The Northern Transversal Strip was officially created during the government of General Carlos Arana Osorio in 1970, by Legislative Decree 60-70, for agricultural development. The decree literally said: "It is of public interest and national emergency, the establishment of Agrarian Development Zones in the area included within the municipalities: San Ana Huista, San Antonio Huista, Nentón, Jacaltenango, San Mateo Ixtatán, and Santa Cruz Barillas in Huehuetenango; Chajul and San Miguel Uspantán in Quiché; Cobán, Chisec, San Pedro Carchá, Lanquín, Senahú, Cahabón and Chahal, in Alta Verapaz and the entire department of Izabal."

=== Guerrilla Army of the Poor ===

On January 19, 1972, members of a new Guatemalan guerrilla movement entered Ixcán, from Mexico, and were accepted by many farmers; in 1973, after an exploratory foray into the municipal seat of Cotzal, the insurgent group decided to set up camp underground in the mountains of Xolchiché, municipality of Chajul.
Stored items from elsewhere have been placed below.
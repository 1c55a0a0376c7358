//! Per-column bookkeeping for the packing pass.

use crate::graph::NodeId;

#[derive(Debug, Clone, Default, PartialEq)]
pub struct ColumnData {
    /// Largest `row + height` committed to this column, `None` while nothing was committed.
    pub top: Option<f64>,
    pub current_bottom: f64,
    pub current_top: f64,
    /// Nodes registered during the current batch, bottom to top.
    pub current_nodes: Vec<NodeId>,
}

impl ColumnData {
    fn register(&mut self, id: NodeId, row: f64, height: f64) {
        if self.current_nodes.is_empty() {
            self.current_bottom = row;
            self.current_top = row + height;
        } else {
            self.current_bottom = self.current_bottom.min(row);
            self.current_top = self.current_top.max(row + height);
        }
        self.current_nodes.push(id);
    }

    /// How far the current batch has to move up to keep `gap` above the committed nodes.
    /// Negative when it already clears them.
    pub fn overlap(&self, gap: f64) -> Option<f64> {
        self.top.map(|top| top + gap - self.current_bottom)
    }

    pub fn bottom_node(&self) -> Option<NodeId> {
        self.current_nodes.first().copied()
    }

    fn commit(&mut self, shift: f64) {
        let batch_top = self.current_top + shift;
        self.top = Some(self.top.map_or(batch_top, |top| top.max(batch_top)));
        self.current_nodes.clear();
        self.current_bottom = 0.0;
        self.current_top = 0.0;
    }
}

#[derive(Debug, Clone, Default)]
pub struct ColumnTracker {
    columns: Vec<ColumnData>,
    touched: Vec<usize>,
}

impl ColumnTracker {
    pub fn new() -> Self {
        Self::default()
    }

    pub fn register(&mut self, column: usize, id: NodeId, row: f64, height: f64) {
        if column >= self.columns.len() {
            self.columns.resize_with(column + 1, ColumnData::default);
        }
        let data = &mut self.columns[column];
        if data.current_nodes.is_empty() {
            self.touched.push(column);
        }
        data.register(id, row, height);
    }

    /// Columns that received nodes in the current batch, in first-touch order.
    pub fn touched(&self) -> impl Iterator<Item = (usize, &ColumnData)> + '_ {
        self.touched.iter().map(|&c| (c, &self.columns[c]))
    }

    /// Moves every touched column's batch up by `shift` and starts a new batch.
    pub fn commit(&mut self, shift: f64) {
        for column in self.touched.drain(..) {
            self.columns[column].commit(shift);
        }
    }

    pub fn column(&self, column: usize) -> Option<&ColumnData> {
        self.columns.get(column)
    }

    pub fn len(&self) -> usize {
        self.columns.len()
    }

    pub fn is_empty(&self) -> bool {
        self.columns.is_empty()
    }

    pub fn max_y(&self) -> f64 {
        self.columns
            .iter()
            .filter_map(|c| c.top)
            .fold(0.0, f64::max)
    }
}
//! JSON documents: revision graphs in, layout dumps out.
//!
//! Input nodes reference each other by string id through `next` and `copied_to`; the reverse
//! links (`previous`, `copied_from`) are derived while building the graph.

use crate::error::{Error, Result};
use crate::geometry::GraphLayout;
use crate::graph::{
    EdgeKind, NodeId, RevisionAction, RevisionGraph, RevisionGraphBuilder, RevisionKey,
};
use crate::options::LayoutOptions;
use indexmap::IndexMap;
use rustc_hash::FxBuildHasher;
use serde::{Deserialize, Serialize};

#[derive(Debug, Clone, Default, PartialEq, Serialize, Deserialize)]
pub struct GraphDocument {
    #[serde(default, skip_serializing_if = "Option::is_none")]
    pub root: Option<String>,
    #[serde(default)]
    pub nodes: Vec<NodeDocument>,
}

#[derive(Debug, Clone, PartialEq, Serialize, Deserialize)]
pub struct NodeDocument {
    pub id: String,
    pub revision: u64,
    pub path: String,
    #[serde(default)]
    pub action: RevisionAction,
    pub width: f64,
    pub height: f64,
    #[serde(default, skip_serializing_if = "Option::is_none")]
    pub next: Option<String>,
    #[serde(default, skip_serializing_if = "Vec::is_empty")]
    pub copied_to: Vec<String>,
}

impl GraphDocument {
    pub fn from_json(text: &str) -> Result<Self> {
        Ok(serde_json::from_str(text)?)
    }

    pub fn build(&self) -> Result<DocumentGraph> {
        let mut builder = RevisionGraphBuilder::new();
        let mut index: IndexMap<String, NodeId, FxBuildHasher> = IndexMap::default();
        for node in &self.nodes {
            let id = builder.add_node(
                RevisionKey::new(node.revision, node.path.clone()),
                node.action,
                node.width,
                node.height,
            );
            if index.insert(node.id.clone(), id).is_some() {
                return Err(Error::DuplicateId {
                    id: node.id.clone(),
                });
            }
        }

        let resolve = |from: &str, id: &str| -> Result<NodeId> {
            index.get(id).copied().ok_or_else(|| Error::UnknownReference {
                from: from.to_string(),
                id: id.to_string(),
            })
        };

        for node in &self.nodes {
            let from = resolve(&node.id, &node.id)?;
            if let Some(next) = &node.next {
                builder.set_next(from, resolve(&node.id, next)?);
            }
            for target in &node.copied_to {
                builder.add_copy(from, resolve(&node.id, target)?);
            }
        }
        if let Some(root) = &self.root {
            builder.set_root(resolve("root", root)?);
        }

        Ok(DocumentGraph {
            graph: builder.build()?,
            ids: index,
        })
    }
}

/// A graph built from a [`GraphDocument`], keeping the document's node ids.
#[derive(Debug, Clone)]
pub struct DocumentGraph {
    pub graph: RevisionGraph,
    // Insertion order matches node order, so the entry at index `n` belongs to `NodeId(n)`.
    ids: IndexMap<String, NodeId, FxBuildHasher>,
}

impl DocumentGraph {
    pub fn id(&self, node: NodeId) -> Option<&str> {
        self.ids.get_index(node.index()).map(|(id, _)| id.as_str())
    }

    pub fn lookup(&self, id: &str) -> Option<NodeId> {
        self.ids.get(id).copied()
    }

    pub fn layout(&self, options: &LayoutOptions) -> Result<GraphLayout> {
        crate::layout(&self.graph, options)
    }

    pub fn dump(&self, layout: &GraphLayout) -> LayoutDump {
        LayoutDump::from_layout(&self.graph, layout, |id| {
            self.id(id).map_or_else(|| id.to_string(), str::to_string)
        })
    }
}

#[derive(Debug, Clone, PartialEq, Serialize, Deserialize)]
pub struct LayoutDump {
    pub width: f64,
    pub height: f64,
    pub max_y: f64,
    pub nodes: Vec<NodeDump>,
    pub edges: Vec<EdgeDump>,
}

#[derive(Debug, Clone, PartialEq, Serialize, Deserialize)]
pub struct NodeDump {
    pub id: String,
    pub revision: u64,
    pub path: String,
    pub action: RevisionAction,
    pub column: usize,
    pub row: f64,
    pub x: f64,
    pub y: f64,
    pub width: f64,
    pub height: f64,
}

#[derive(Debug, Clone, PartialEq, Serialize, Deserialize)]
pub struct EdgeDump {
    pub from: String,
    pub to: String,
    pub kind: EdgeKind,
}

impl LayoutDump {
    /// Dumps nodes in graph walk order; `label` names each node in the output.
    pub fn from_layout(
        graph: &RevisionGraph,
        layout: &GraphLayout,
        label: impl Fn(NodeId) -> String,
    ) -> Self {
        let nodes = graph
            .walk()
            .iter()
            .map(|&id| {
                let node = &graph[id];
                let geom = &layout[id];
                NodeDump {
                    id: label(id),
                    revision: node.key.revision,
                    path: node.key.path.clone(),
                    action: node.action,
                    column: geom.column,
                    row: geom.row,
                    x: geom.x,
                    y: geom.y,
                    width: geom.width,
                    height: geom.height,
                }
            })
            .collect();

        let edges = graph
            .edges()
            .into_iter()
            .map(|e| EdgeDump {
                from: label(e.from),
                to: label(e.to),
                kind: e.kind,
            })
            .collect();

        let bounds = layout.bounds();
        LayoutDump {
            width: bounds.width,
            height: bounds.height,
            max_y: layout.max_y(),
            nodes,
            edges,
        }
    }

    pub fn node(&self, id: &str) -> Option<&NodeDump> {
        self.nodes.iter().find(|n| n.id == id)
    }
}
In 1974 the insurgent guerrilla group held its first conference, where it defined its strategy of action for the coming months and called itself Guerrilla Army of the Poor (-Ejército Guerrillero de los Pobres -EGP-). In 1975 the organization had spread around the area of the mountains of northern municipalities of Nebaj and Chajul. As part of its strategy EGP decided to perpetrate notorious acts which also symbolized the establishment of a "social justice" against the inefficiency and ineffectiveness of the judicial and administrative State institutions. They also wanted that with these actions the indigenous rural population of the region identified with the insurgency, thus motivating them to join their ranks. As part of this plan it was agreed to do the so-called "executions"; in order to determine who would be subject to "execution", the EGP gathered complaints received from local communities. For example, they selected two victims: Guillermo Monzón, who was a military Commissioner in Ixcán and José Luis Arenas, the largest landowner in the area, and who had been reported to the EGP for allegedly having land conflicts with neighboring settlements and abusing their workers. Arenas, who at that time a journalist had nicknamed as the "Ixcán Tiger" had been active in Guatemalan politics and during Carlos Arana Osorio presidency (1970–1974) was in charge of the Promotion and Development of Petén agency (FYDEP); later, he left politics for agriculture in his coffee and cardamom plantations in the Ixcán and the Ixil area, in Quiché.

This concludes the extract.